TASK DESCRIPTION: Until the line containing "let mut builder" has been reproduced, keep reproducing each line of the material below exactly, starting with the first.

SUPPLIED RECORDS:
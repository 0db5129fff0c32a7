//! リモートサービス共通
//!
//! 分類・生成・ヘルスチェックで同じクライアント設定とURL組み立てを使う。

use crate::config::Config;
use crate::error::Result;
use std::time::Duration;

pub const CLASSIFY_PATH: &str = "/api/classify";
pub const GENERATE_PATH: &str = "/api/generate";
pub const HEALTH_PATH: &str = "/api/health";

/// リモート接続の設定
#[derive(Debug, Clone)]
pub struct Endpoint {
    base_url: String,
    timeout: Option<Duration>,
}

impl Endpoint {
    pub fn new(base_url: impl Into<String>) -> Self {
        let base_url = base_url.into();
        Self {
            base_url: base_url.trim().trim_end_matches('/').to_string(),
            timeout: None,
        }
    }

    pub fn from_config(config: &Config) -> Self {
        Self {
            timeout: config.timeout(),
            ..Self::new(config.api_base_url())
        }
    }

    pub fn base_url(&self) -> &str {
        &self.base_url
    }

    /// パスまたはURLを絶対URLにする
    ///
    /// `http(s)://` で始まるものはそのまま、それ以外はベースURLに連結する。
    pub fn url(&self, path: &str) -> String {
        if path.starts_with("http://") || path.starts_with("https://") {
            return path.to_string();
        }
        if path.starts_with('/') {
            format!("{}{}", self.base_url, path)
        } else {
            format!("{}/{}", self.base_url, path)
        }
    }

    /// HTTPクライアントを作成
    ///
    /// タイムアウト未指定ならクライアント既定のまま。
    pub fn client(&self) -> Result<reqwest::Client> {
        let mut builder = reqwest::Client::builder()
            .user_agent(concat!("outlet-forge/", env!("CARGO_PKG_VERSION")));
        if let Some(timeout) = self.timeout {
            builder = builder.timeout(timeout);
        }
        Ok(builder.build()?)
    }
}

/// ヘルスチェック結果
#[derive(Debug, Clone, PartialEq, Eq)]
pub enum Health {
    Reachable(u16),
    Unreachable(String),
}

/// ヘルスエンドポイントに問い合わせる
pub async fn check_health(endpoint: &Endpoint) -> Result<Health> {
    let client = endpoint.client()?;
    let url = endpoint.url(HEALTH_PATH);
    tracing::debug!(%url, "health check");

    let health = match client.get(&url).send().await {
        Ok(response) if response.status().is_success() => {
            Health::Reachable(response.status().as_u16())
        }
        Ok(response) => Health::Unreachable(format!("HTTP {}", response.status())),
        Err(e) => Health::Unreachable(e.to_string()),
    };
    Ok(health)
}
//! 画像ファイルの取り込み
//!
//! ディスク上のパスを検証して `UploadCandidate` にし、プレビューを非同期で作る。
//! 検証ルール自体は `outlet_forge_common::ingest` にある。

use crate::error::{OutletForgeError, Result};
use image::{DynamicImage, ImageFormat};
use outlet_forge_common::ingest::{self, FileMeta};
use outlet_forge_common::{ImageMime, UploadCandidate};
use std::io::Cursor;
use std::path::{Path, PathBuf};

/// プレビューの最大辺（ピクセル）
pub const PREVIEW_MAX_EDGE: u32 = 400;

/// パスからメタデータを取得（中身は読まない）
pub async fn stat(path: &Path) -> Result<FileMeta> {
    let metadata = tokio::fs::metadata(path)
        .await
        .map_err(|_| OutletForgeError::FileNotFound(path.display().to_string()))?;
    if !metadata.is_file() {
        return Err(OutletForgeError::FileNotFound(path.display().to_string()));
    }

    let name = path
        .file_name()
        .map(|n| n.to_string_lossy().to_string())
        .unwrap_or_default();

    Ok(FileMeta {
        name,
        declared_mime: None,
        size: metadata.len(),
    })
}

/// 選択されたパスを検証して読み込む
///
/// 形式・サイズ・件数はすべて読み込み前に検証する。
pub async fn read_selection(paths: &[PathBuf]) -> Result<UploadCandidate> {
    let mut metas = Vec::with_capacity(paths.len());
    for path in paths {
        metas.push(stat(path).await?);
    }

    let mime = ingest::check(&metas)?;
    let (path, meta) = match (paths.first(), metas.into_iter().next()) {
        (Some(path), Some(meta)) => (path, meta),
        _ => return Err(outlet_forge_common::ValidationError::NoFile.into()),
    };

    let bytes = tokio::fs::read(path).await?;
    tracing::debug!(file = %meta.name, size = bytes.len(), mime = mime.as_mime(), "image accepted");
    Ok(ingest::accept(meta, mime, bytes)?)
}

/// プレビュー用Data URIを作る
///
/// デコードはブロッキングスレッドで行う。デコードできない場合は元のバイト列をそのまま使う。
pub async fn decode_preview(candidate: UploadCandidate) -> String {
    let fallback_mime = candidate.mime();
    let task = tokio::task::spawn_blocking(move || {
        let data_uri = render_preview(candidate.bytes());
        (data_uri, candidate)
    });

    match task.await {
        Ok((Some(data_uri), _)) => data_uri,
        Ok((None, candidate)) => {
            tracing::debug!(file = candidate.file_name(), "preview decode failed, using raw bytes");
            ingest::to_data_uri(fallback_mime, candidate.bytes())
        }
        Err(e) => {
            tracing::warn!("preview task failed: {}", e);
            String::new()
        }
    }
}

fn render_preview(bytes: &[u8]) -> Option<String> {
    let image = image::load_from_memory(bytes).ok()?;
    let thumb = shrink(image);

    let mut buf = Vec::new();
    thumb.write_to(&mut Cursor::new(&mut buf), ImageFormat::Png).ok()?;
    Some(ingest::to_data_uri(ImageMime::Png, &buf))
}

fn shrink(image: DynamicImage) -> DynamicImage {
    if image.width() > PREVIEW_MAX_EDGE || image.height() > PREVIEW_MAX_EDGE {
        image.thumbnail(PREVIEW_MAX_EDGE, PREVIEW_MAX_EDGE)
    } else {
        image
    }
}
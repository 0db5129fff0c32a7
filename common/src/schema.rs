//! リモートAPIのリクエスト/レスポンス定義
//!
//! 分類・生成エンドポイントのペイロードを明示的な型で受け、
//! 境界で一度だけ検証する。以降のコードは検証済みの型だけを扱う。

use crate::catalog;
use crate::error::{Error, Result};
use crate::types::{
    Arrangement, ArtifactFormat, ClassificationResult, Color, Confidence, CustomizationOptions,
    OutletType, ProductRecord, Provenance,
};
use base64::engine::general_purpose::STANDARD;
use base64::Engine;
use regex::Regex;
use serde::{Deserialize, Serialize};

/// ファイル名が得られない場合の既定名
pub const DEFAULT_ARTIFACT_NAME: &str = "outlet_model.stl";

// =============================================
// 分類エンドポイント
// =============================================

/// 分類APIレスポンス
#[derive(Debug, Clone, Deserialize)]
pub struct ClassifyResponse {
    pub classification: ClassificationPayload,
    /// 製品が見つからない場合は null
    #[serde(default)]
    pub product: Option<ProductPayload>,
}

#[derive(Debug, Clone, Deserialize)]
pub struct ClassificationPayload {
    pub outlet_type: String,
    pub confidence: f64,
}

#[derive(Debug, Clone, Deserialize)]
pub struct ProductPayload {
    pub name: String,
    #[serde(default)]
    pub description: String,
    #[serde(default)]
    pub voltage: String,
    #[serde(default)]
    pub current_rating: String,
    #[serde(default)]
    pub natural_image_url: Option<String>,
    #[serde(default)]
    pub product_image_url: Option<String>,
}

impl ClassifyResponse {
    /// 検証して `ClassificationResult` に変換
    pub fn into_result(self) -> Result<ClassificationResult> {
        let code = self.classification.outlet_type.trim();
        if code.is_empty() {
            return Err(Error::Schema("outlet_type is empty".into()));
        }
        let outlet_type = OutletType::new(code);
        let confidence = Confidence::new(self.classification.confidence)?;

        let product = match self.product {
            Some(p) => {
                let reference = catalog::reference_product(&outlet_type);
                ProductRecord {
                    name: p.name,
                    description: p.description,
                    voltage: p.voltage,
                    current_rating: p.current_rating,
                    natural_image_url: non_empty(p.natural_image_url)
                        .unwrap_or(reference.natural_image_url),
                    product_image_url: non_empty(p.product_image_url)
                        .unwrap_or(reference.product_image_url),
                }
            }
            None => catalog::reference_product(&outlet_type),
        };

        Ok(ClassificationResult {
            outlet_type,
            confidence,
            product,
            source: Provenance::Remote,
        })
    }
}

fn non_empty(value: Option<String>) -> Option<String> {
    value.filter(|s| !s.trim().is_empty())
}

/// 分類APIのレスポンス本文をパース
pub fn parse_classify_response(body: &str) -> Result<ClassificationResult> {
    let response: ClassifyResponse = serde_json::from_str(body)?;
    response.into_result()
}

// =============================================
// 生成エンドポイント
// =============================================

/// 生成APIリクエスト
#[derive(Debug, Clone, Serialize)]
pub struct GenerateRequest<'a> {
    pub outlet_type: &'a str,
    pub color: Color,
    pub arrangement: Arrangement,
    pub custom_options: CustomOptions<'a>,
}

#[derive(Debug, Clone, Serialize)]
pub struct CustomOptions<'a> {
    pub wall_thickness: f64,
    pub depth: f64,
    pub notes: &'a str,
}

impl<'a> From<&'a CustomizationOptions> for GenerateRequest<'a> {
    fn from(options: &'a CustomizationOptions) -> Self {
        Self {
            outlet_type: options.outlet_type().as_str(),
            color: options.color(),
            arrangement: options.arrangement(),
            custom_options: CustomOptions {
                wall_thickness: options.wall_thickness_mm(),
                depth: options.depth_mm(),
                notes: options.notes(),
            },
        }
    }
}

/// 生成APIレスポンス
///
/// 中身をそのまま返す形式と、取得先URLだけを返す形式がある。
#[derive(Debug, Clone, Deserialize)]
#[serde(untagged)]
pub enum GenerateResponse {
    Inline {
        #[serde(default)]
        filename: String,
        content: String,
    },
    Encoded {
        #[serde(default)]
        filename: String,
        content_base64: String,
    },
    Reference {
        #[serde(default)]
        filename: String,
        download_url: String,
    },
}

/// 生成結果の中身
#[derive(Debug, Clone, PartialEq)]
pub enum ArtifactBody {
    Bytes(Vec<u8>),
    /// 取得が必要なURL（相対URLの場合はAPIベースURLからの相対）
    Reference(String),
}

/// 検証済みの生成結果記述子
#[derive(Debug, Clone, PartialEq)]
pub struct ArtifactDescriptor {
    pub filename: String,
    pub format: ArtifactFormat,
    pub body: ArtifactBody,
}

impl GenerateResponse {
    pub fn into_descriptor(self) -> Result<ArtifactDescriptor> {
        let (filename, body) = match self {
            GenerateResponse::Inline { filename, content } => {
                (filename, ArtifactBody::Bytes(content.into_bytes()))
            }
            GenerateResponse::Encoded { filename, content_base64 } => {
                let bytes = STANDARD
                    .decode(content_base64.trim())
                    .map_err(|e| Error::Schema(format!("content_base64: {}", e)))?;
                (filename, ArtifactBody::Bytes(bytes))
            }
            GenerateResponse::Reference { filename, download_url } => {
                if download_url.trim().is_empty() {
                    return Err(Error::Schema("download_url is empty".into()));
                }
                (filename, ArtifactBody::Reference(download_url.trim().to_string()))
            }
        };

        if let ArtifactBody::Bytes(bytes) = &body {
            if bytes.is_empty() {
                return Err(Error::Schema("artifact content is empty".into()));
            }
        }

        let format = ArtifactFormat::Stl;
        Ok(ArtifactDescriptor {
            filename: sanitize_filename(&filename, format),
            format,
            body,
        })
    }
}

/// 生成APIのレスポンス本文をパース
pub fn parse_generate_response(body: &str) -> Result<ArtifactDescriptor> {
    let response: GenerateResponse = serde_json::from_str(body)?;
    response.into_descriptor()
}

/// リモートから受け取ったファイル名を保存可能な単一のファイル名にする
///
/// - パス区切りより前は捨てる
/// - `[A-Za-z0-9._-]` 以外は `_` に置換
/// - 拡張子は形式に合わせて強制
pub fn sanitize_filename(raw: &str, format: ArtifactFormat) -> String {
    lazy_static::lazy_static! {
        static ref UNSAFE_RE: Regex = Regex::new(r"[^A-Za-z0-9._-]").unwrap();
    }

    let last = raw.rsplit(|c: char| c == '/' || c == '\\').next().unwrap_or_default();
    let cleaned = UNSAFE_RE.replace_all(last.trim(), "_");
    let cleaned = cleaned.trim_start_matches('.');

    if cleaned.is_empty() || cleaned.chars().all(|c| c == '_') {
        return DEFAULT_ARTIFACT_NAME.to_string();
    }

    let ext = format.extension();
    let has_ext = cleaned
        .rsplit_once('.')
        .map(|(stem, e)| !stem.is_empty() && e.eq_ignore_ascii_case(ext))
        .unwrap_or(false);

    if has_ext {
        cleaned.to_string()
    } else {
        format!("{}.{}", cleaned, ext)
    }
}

RESULT FOR THIS TASK:
repository 0db5129fff0c32a7
//! リモートサービス共通
//!
//! 分類・生成・ヘルスチェックで同じクライアント設定とURL組み立てを使う。

use crate::config::Config;
use crate::error::Result;
use std::time::Duration;

pub const CLASSIFY_PATH: &str = "/api/classify";
pub const GENERATE_PATH: &str = "/api/generate";
pub const HEALTH_PATH: &str = "/api/health";

/// リモート接続の設定
#[derive(Debug, Clone)]
pub struct Endpoint {
    base_url: String,
    timeout: Option<Duration>,
}

impl Endpoint {
    pub fn new(base_url: impl Into<String>) -> Self {
        let base_url = base_url.into();
        Self {
            base_url: base_url.trim().trim_end_matches('/').to_string(),
            timeout: None,
        }
    }

    pub fn from_config(config: &Config) -> Self {
        Self {
            timeout: config.timeout(),
            ..Self::new(config.api_base_url())
        }
    }

    pub fn base_url(&self) -> &str {
        &self.base_url
    }

    /// パスまたはURLを絶対URLにする
    ///
    /// `http(s)://` で始まるものはそのまま、それ以外はベースURLに連結する。
    pub fn url(&self, path: &str) -> String {
        if path.starts_with("http://") || path.starts_with("https://") {
            return path.to_string();
        }
        if path.starts_with('/') {
            format!("{}{}", self.base_url, path)
        } else {
            format!("{}/{}", self.base_url, path)
        }
    }

    /// HTTPクライアントを作成
    ///
    /// タイムアウト未指定ならクライアント既定のまま。
    pub fn client(&self) -> Result<reqwest::Client> {
        let mut builder = reqwest::Client::builder()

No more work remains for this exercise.